6) Combined medication
The development of pulmonary hypertension is a multifactorial pathophysiological process, and the use of drugs with different mechanisms of action in combination for intervention therapy may be an attractive option. The combination of two drugs with different mechanisms of action can be applied simultaneously or sequentially, and their effectiveness and adverse effects need to be re-evaluated after the combination. Ongoing clinical trials of combinations include VISION (sildenafil + iloprost), TRIUMPH (bosentan + travoprost), STEP (bosentan + iloprost), COMPASS 2 (sildenafil + bosentan), PACES (iboprostenol + sildenafil), and BREATHE 2 (iboprostenol + bosentan). There are more “questions than answers” as to whether the combination provides additional benefit in patients with pulmonary hypertension.
(iii) Balloon atrial septal stoma
Several experimental studies and clinical observations suggest that the presence of an atrial septal defect may be beneficial in patients with severe pulmonary arterial hypertension. Although the presence of a right-to-left shunt at the atrial level may decrease the oxygen saturation of the body circulation, it may increase the blood flow of the body circulation, thus improving the perfusion and oxygen supply of the body circulation; in addition, the presence of a right-to-left shunt at the atrial level may reduce the pressure in the right atrium and right ventricle, thus reducing the signs and symptoms of right heart failure.
The efficacy of balloon atrial septal stoma in the treatment of pulmonary hypertension has not been fully confirmed, and it is currently used mainly in patients with pulmonary hypertension with recurrent syncope or intractable right heart failure who have failed to respond to drug therapy, thus preparing them for lung transplantation.
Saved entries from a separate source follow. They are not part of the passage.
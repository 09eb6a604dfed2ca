//! Gazette server.

use std::net::SocketAddr;
use std::sync::Arc;

use anyhow::{Context, Result};
use axum::Router;
use axum::http::{HeaderValue, Method, header};
use tower_http::cors::CorsLayer;
use tower_http::timeout::TimeoutLayer;
use tower_http::trace::TraceLayer;
use tracing::{info, warn};
use tracing_subscriber::{EnvFilter, layer::SubscriberExt, util::SubscriberInitExt};

use gazette_kernel::config::Config;
use gazette_kernel::db;
use gazette_kernel::routes;
use gazette_kernel::state::AppState;
use gazette_kernel::store::PgStore;

#[tokio::main]
async fn main() -> Result<()> {
    // Load .env file if present
    dotenvy::dotenv().ok();

    init_tracing();

    info!("Starting gazette");

    let config = Config::from_env().context("failed to load configuration")?;
    info!(
        port = config.port,
        statement_timeout_ms = config.statement_timeout.as_millis() as u64,
        request_timeout_secs = config.request_timeout.as_secs(),
        "Configuration loaded"
    );

    let pool = db::create_pool(&config)
        .await
        .context("failed to connect to database")?;
    db::run_migrations(&pool)
        .await
        .context("failed to run migrations")?;
    info!("Database ready");

    let state = AppState::new(Arc::new(PgStore::new(pool)));

    // Last added = first executed: TraceLayer → timeout → CORS → routes
    let app: Router = routes::app(state)
        .layer(build_cors_layer(&config))
        .layer(TimeoutLayer::new(config.request_timeout))
        .layer(TraceLayer::new_for_http());

    let addr = SocketAddr::from(([0, 0, 0, 0], config.port));
    let listener = tokio::net::TcpListener::bind(addr)
        .await
        .context("failed to bind to address")?;

    info!(%addr, "Server listening");

    axum::serve(listener, app).await.context("server error")?;

    Ok(())
}

fn build_cors_layer(config: &Config) -> CorsLayer {
    let methods = [
        Method::GET,
        Method::POST,
        Method::PATCH,
        Method::DELETE,
        Method::OPTIONS,
    ];
    let cors = CorsLayer::new()
        .allow_methods(methods)
        .allow_headers([header::CONTENT_TYPE]);

    if config.cors_allowed_origins.iter().any(|o| o == "*") {
        return cors.allow_origin(tower_http::cors::Any);
    }

    let origins: Vec<HeaderValue> = config
        .cors_allowed_origins
        .iter()
        .filter_map(|o| match o.parse::<HeaderValue>() {
            Ok(v) => Some(v),
            Err(_) => {
                warn!(origin = %o, "ignoring unparseable CORS origin");
                None
            }
        })
        .collect();

    cors.allow_origin(origins)
}

fn init_tracing() {
    let filter = EnvFilter::try_from_default_env()
        .unwrap_or_else(|_| EnvFilter::new("info,tower_http=debug,sqlx=warn"));

    tracing_subscriber::registry()
        .with(filter)
        .with(tracing_subscriber::fmt::layer())
        .init();
}
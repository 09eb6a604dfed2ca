//! User routes.

use axum::{
    Json, Router,
    extract::{Path, State},
    routing::get,
};
use serde::Serialize;

use crate::error::AppResult;
use crate::models::User;
use crate::state::AppState;

#[derive(Debug, Serialize)]
pub struct UserListResponse {
    pub users: Vec<User>,
}

#[derive(Debug, Serialize)]
pub struct UserResponse {
    pub user: User,
}

async fn list_users(State(state): State<AppState>) -> AppResult<Json<UserListResponse>> {
    let users = state.users().list().await?;
    Ok(Json(UserListResponse { users }))
}

async fn get_user(
    State(state): State<AppState>,
    Path(username): Path<String>,
) -> AppResult<Json<UserResponse>> {
    let user = state.users().get(&username).await?;
    Ok(Json(UserResponse { user }))
}

pub fn router() -> Router<AppState> {
    Router::new()
        .route("/users", get(list_users))
        .route("/users/{username}", get(get_user))
}
//! Application state shared across all handlers.

use std::sync::Arc;

use crate::services::{ArticleService, CommentService, TopicService, UserService};
use crate::store::Store;

/// Shared application state.
///
/// Wrapped in Arc internally so Clone is cheap.
#[derive(Clone)]
pub struct AppState {
    inner: Arc<AppStateInner>,
}

struct AppStateInner {
    store: Arc<dyn Store>,
    articles: ArticleService,
    comments: CommentService,
    topics: TopicService,
    users: UserService,
}

impl AppState {
    /// Build the state around an already-connected store.
    pub fn new(store: Arc<dyn Store>) -> Self {
        Self {
            inner: Arc::new(AppStateInner {
                articles: ArticleService::new(store.clone()),
                comments: CommentService::new(store.clone()),
                topics: TopicService::new(store.clone()),
                users: UserService::new(store.clone()),
                store,
            }),
        }
    }

    pub fn store(&self) -> &Arc<dyn Store> {
        &self.inner.store
    }

    pub fn articles(&self) -> &ArticleService {
        &self.inner.articles
    }

    pub fn comments(&self) -> &CommentService {
        &self.inner.comments
    }

    pub fn topics(&self) -> &TopicService {
        &self.inner.topics
    }

    pub fn users(&self) -> &UserService {
        &self.inner.users
    }

    /// Check if the store is reachable.
    pub async fn store_healthy(&self) -> bool {
        self.inner.store.ping().await
    }
}
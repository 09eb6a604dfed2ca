//! Read and mutation services.
//!
//! Each service owns an injected [`Store`](crate::store::Store) handle and
//! runs the pipeline for its resource: required-field checks, existence
//! gating, the write itself, and composing the returned row.

pub mod articles;
pub mod comments;
pub mod topics;
pub mod users;

pub use articles::{ArticlePage, ArticleService};
pub use comments::{CommentPage, CommentService};
pub use topics::TopicService;
pub use users::UserService;

use crate::error::{AppError, AppResult};
use crate::models::VoteDeltaError;

/// Require a non-blank string field.
fn required(value: Option<String>, field: &'static str) -> AppResult<String> {
    match value {
        Some(v) if !v.trim().is_empty() => Ok(v),
        _ => Err(AppError::MissingField(field)),
    }
}

impl From<VoteDeltaError> for AppError {
    fn from(err: VoteDeltaError) -> Self {
        match err {
            VoteDeltaError::Missing => AppError::MissingField("inc_votes"),
            VoteDeltaError::Malformed => AppError::MalformedInput,
        }
    }
}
Balloon atrial septal stoma is risky and should be performed in experienced cardiovascular centers. In addition, for patients with end-stage pulmonary hypertension, balloon atrial septal stoma is not recommended due to the high mortality rate of balloon atrial septal stoma.
(iv) Heart-lung transplantation
Combined heart-lung transplantation has been widely recognized as an effective treatment for end-stage cardiopulmonary disorders, but there is a shortage of heart-lung transplant donors and certain serious complications may occur after transplantation, including loss of graft lung function (PG D), post-transplantation endovascular proliferative disease (CAV), post-transplantation immune rejection, infection, etc. The success rate and long-term survival of heart-lung transplantation are not satisfactory at present .
The indications for cardiopulmonary transplantation in patients with pulmonary hypertension are: patients with advanced pulmonary hypertension with NYHA functional class III-IV and no improvement with current treatment. The natural history of patients with Eisenmenger’s syndrome is significantly different from that of patients with idiopathic pulmonary hypertension, with most patients surviving up to 20 years after diagnosis; therefore, heart-lung transplantation in patients with Eisenmenger’s syndrome can be delayed for many years.